I guess Christmastime is supposed to be characterized by peace, but somewhere in the middle of the Christmas cards, parties to be planned, gifts to be wrapped, lights to be strung and goodies to be baked, we often exchange that peace for a pair of bargain boots on black Friday.
As I mulled over this concept, I couldn't help but think about the story of Mary and Martha
Luke 10:39-42"And she had a sister called Mary who sat at the Lord's feet and listened to his teaching. But Martha was distracted with much serving. And she went up to him and said, 'Lord, do you not care that my sister has left me to serve alone? Tell her then to help me.' But the Lord answered her, 'Martha, Martha, you are anxious and troubled about many things, but one thing is necessary. Mary has chosen the good portion, which will not be taken away from her.'"Ironically enough, it's at Christmas that we are so busy trimming the tree, planning Christmas parties, addressing Christmas cards and belting out carols in celebration of Jesus' birth, that we neglect truly worshiping and spending time with that same Jesus. If we learn anything from the Mary and Martha passage it's that sitting at Jesus' feet is much more important than all our Christmas festivities.

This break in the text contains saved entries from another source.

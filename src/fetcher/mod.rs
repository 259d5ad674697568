//! Fetching raw category pages.
//!
//! A [`Fetcher`] turns a [`CategorySpec`] into a [`DocumentBlob`]: one
//! fragment per requested page, in completion order. Failures never abort a
//! run; each failed page (or category) contributes a diagnostic marker
//! fragment instead, so the blob always accounts for every request made.
//!
//! # Strategies
//!
//! | Strategy | Categories | Pages |
//! |----------|------------|-------|
//! | [`FetchStrategy::Sequential`] | one after another, id order | in index order |
//! | [`FetchStrategy::Concurrent`] | one spawned task each | `buffer_unordered` |
//!
//! Both produce the same fragments; only their order differs. The concurrent
//! strategy shares one semaphore across all categories so the total number of
//! requests in flight never exceeds `max_concurrent_requests`.

pub mod http;
pub mod retry;

use crate::config::{Category, CategorySpec, Settings};
use futures::stream::{self, StreamExt};
use http::HttpPageSource;
use retry::{PageSource, RetryFetch};
use serde::Deserialize;
use std::sync::Arc;
use std::time::Duration;
use thiserror::Error;
use tokio::sync::{Semaphore, mpsc};
use tracing::{error, info, instrument, warn};

/// Marker substituted for a category that is not in the [`CategorySpec`].
pub const INVALID_CATEGORY: &str = "Invalid category";

#[derive(Debug, Error)]
pub enum FetchError {
    #[error("unknown category `{0}`")]
    UnknownCategory(String),
    #[error("request for {category} page {page} failed: {source}")]
    Request {
        category: String,
        page: u32,
        #[source]
        source: reqwest::Error,
    },
    #[error("{category} page {page} returned HTTP {status}")]
    Status {
        category: String,
        page: u32,
        status: reqwest::StatusCode,
    },
    #[error("invalid http client setup: {0}")]
    Setup(String),
}

impl FetchError {
    /// Timeouts, connection failures and 5xx/429 responses are worth retrying.
    pub fn is_retryable(&self) -> bool {
        match self {
            FetchError::Request { source, .. } => {
                source.is_timeout()
                    || source.is_connect()
                    || source.status().is_some_and(|s| s.is_server_error())
            }
            FetchError::Status { status, .. } => {
                status.is_server_error() || *status == reqwest::StatusCode::TOO_MANY_REQUESTS
            }
            FetchError::UnknownCategory(_) | FetchError::Setup(_) => false,
        }
    }
}

#[derive(Debug, Clone, Copy, Default, PartialEq, Eq, Deserialize, clap::ValueEnum)]
#[serde(rename_all = "lowercase")]
pub enum FetchStrategy {
    Sequential,
    #[default]
    Concurrent,
}

/// One piece of a [`DocumentBlob`].
#[derive(Debug, Clone, PartialEq, Eq)]
pub enum Fragment {
    /// Body of a successfully fetched page.
    Page {
        category: String,
        page: u32,
        body: String,
    },
    /// Inline placeholder for a request that failed.
    Diagnostic(String),
}

impl Fragment {
    pub fn text(&self) -> &str {
        match self {
            Fragment::Page { body, .. } => body,
            Fragment::Diagnostic(marker) => marker,
        }
    }

    pub fn is_diagnostic(&self) -> bool {
        matches!(self, Fragment::Diagnostic(_))
    }

    fn page_failed(page: u32, error: &FetchError) -> Self {
        Fragment::Diagnostic(format!("\nPage {page} generated an exception: {error}"))
    }

    fn category_failed(category: &str, error: impl std::fmt::Display) -> Self {
        Fragment::Diagnostic(format!("\n{category} generated an exception: {error}"))
    }
}

/// Everything fetched in one pass, in the order fragments arrived.
#[derive(Debug, Clone, Default, PartialEq, Eq)]
pub struct DocumentBlob {
    fragments: Vec<Fragment>,
}

impl DocumentBlob {
    pub fn push(&mut self, fragment: Fragment) {
        self.fragments.push(fragment);
    }

    pub fn append(&mut self, other: DocumentBlob) {
        self.fragments.extend(other.fragments);
    }

    pub fn fragments(&self) -> &[Fragment] {
        &self.fragments
    }

    pub fn len(&self) -> usize {
        self.fragments.len()
    }

    pub fn diagnostics(&self) -> usize {
        self.fragments.iter().filter(|f| f.is_diagnostic()).count()
    }

    /// The whole blob as one string, fragments concatenated in order.
    #[cfg(test)]
    pub fn text(&self) -> String {
        self.fragments.iter().map(Fragment::text).collect()
    }
}

impl From<Vec<Fragment>> for DocumentBlob {
    fn from(fragments: Vec<Fragment>) -> Self {
        Self { fragments }
    }
}

/// Fetches category pages through a [`PageSource`].
pub struct Fetcher<S = RetryFetch<HttpPageSource>> {
    spec: Arc<CategorySpec>,
    source: Arc<S>,
    permits: Arc<Semaphore>,
    max_in_flight: usize,
}

impl<S> Clone for Fetcher<S> {
    fn clone(&self) -> Self {
        Self {
            spec: Arc::clone(&self.spec),
            source: Arc::clone(&self.source),
            permits: Arc::clone(&self.permits),
            max_in_flight: self.max_in_flight,
        }
    }
}

impl<S> std::fmt::Debug for Fetcher<S> {
    fn fmt(&self, f: &mut std::fmt::Formatter<'_>) -> std::fmt::Result {
        f.debug_struct("Fetcher")
            .field("categories", &self.spec.len())
            .field("max_in_flight", &self.max_in_flight)
            .finish()
    }
}

impl Fetcher {
    /// HTTP fetcher with retry, configured from `settings`.
    pub fn from_settings(spec: CategorySpec, settings: &Settings) -> Result<Self, FetchError> {
        let http = HttpPageSource::new(
            &settings.headers,
            &settings.cookies,
            Duration::from_secs(settings.request_timeout_secs),
        )?;
        let source = RetryFetch::new(
            http,
            settings.max_retries,
            Duration::from_millis(settings.retry_base_delay_ms),
        );
        Ok(Self::new(spec, source, settings.max_concurrent_requests))
    }
}

impl<S> Fetcher<S>
where
    S: PageSource + 'static,
{
    pub fn new(spec: CategorySpec, source: S, max_concurrent_requests: usize) -> Self {
        let max_in_flight = max_concurrent_requests.max(1);
        Self {
            spec: Arc::new(spec),
            source: Arc::new(source),
            permits: Arc::new(Semaphore::new(max_in_flight)),
            max_in_flight,
        }
    }

    /// Fetch one page of category `id`.
    ///
    /// Waits for a slot on the shared request semaphore, then asks the page
    /// source for the body.
    ///
    /// # Arguments
    ///
    /// * `id` - Category identifier, as listed in the [`CategorySpec`]
    /// * `page` - 0-based page index, sent as the `p` query parameter
    ///
    /// # Returns
    ///
    /// The response body, [`FetchError::UnknownCategory`] for an id outside
    /// the spec, or the source's error once retries are exhausted.
    pub async fn fetch_page(&self, id: &str, page: u32) -> Result<String, FetchError> {
        let category = self
            .spec
            .get(id)
            .ok_or_else(|| FetchError::UnknownCategory(id.to_string()))?;
        // The semaphore is never closed, so acquiring only waits.
        let _permit = self.permits.acquire().await;
        self.source.fetch_page(category, page).await
    }

    async fn page_fragment(&self, category: &Category, page: u32) -> Fragment {
        match self.fetch_page(&category.id, page).await {
            Ok(body) => Fragment::Page {
                category: category.id.clone(),
                page,
                body,
            },
            Err(e) => {
                warn!(category = %category.id, page, error = %e, "Page fetch failed; substituting diagnostic");
                Fragment::page_failed(page, &e)
            }
        }
    }

    /// Fetch every page of category `id`.
    ///
    /// Always returns a blob: failed pages become diagnostic fragments and an
    /// unknown id yields a blob holding only [`INVALID_CATEGORY`].
    ///
    /// # Arguments
    ///
    /// * `id` - Category identifier
    /// * `strategy` - Pages in index order, or up to `max_concurrent_requests`
    ///   at once in completion order
    ///
    /// # Returns
    ///
    /// One fragment per page `0..pages`.
    #[instrument(level = "info", skip(self))]
    pub async fn fetch_category(&self, id: &str, strategy: FetchStrategy) -> DocumentBlob {
        let Some(category) = self.spec.get(id) else {
            warn!("Unknown category requested");
            return DocumentBlob::from(vec![Fragment::Diagnostic(INVALID_CATEGORY.to_string())]);
        };

        let fragments: Vec<Fragment> = match strategy {
            FetchStrategy::Sequential => {
                let mut fragments = Vec::with_capacity(category.pages as usize);
                for page in 0..category.pages {
                    fragments.push(self.page_fragment(category, page).await);
                }
                fragments
            }
            FetchStrategy::Concurrent => {
                stream::iter(0..category.pages)
                    .map(|page| self.page_fragment(category, page))
                    .buffer_unordered(self.max_in_flight)
                    .collect()
                    .await
            }
        };

        let blob = DocumentBlob::from(fragments);
        info!(
            pages = category.pages,
            failed = blob.diagnostics(),
            "Fetched category"
        );
        blob
    }

    /// Fetch every page of every category.
    ///
    /// # Arguments
    ///
    /// * `strategy` - [`FetchStrategy::Sequential`] walks categories in id
    ///   order; [`FetchStrategy::Concurrent`] spawns one task per category
    ///
    /// # Returns
    ///
    /// A blob with one fragment per configured page across all categories.
    /// Both strategies yield the same fragments, in different orders.
    #[instrument(level = "info", skip(self))]
    pub async fn fetch_all(&self, strategy: FetchStrategy) -> DocumentBlob {
        let blob = match strategy {
            FetchStrategy::Sequential => {
                let mut blob = DocumentBlob::default();
                for category in self.spec.iter() {
                    blob.append(self.fetch_category(&category.id, strategy).await);
                }
                blob
            }
            FetchStrategy::Concurrent => self.fetch_all_concurrent().await,
        };

        info!(
            categories = self.spec.len(),
            fragments = blob.len(),
            failed = blob.diagnostics(),
            "Fetched all categories"
        );
        blob
    }

    /// One spawned task per category; results are funneled through a channel
    /// to this task, which is the only writer of the blob.
    async fn fetch_all_concurrent(&self) -> DocumentBlob {
        let (tx, mut rx) = mpsc::channel::<DocumentBlob>(self.spec.len().max(1));

        let mut handles = Vec::with_capacity(self.spec.len());
        for category in self.spec.iter() {
            let fetcher = self.clone();
            let tx = tx.clone();
            let id = category.id.clone();
            let handle = tokio::spawn(async move {
                let blob = fetcher
                    .fetch_category(&id, FetchStrategy::Concurrent)
                    .await;
                let _ = tx.send(blob).await;
            });
            handles.push((category.id.clone(), handle));
        }

        // Drop our copy of tx so rx closes when all spawned tasks finish
        drop(tx);

        let mut blob = DocumentBlob::default();
        while let Some(part) = rx.recv().await {
            blob.append(part);
        }

        for (id, handle) in handles {
            if let Err(e) = handle.await {
                error!(category = %id, error = %e, "Category task failed");
                blob.push(Fragment::category_failed(&id, e));
            }
        }
        blob
    }
}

The tree will die, the ornaments will eventually be packed away (or smashed by your energetic two year old), the cookies will be eaten, the friends will go home, and those black Friday bargain boots will eventually wear out. But Jesus, he remains. He is the peace on earth that can never be taken from us.
"Too often we are happily circumscribed in our own myopic little kingdom where we melt down signposts that point us to Jesus and fashion them into idols to worship." -Gloria FurmanI am guilty of taking the signpost of Christmas and singing to it, decorating it, being excited about it, and yes, even worshiping it, and the happiness that I so misguidedly attributed to it. Christmas isn't it, Jesus is. And so I purpose this Christmas to choose peace, to worship the one Christmas is about. Jesus, the infinite one became an infant. I can't even for a moment fully grasp that concept, but I do know that without that sacrifice, there is no peace on earth.
So when we trade peace for the parties and allow ourselves to stress about gifts, cookies, lights, and whatever else is on our plates this season, we are insulting the sacrifice that Christ made to bring us peace! That's enough to make me stop and repent.
And because I can't say it any better than she does, I leave you with this profound reminder from Ann Voskamp. May our hearts be ever reminded this Christmas to be still, and allow the peace that is found in Jesus to fill our hearts.
“So now we pause. Still. Ponder. Hush. Wait. Each day of Advent, He gives you the gift of time, so you have time to be still and wait. Wait for the coming of the God in the manger who makes Himself bread for us near starved. For the Savior in swaddlings who makes Himself the robe of righteousness for us worn out. For Jesus, who makes precisely what none of us can but all of us want: Christmas.”
- Ann Voskamp, The Greatest Gift
And whatever you do, whether in word or deed, do it all in the name of the Lord Jesus, giving thanks to God the Father through him.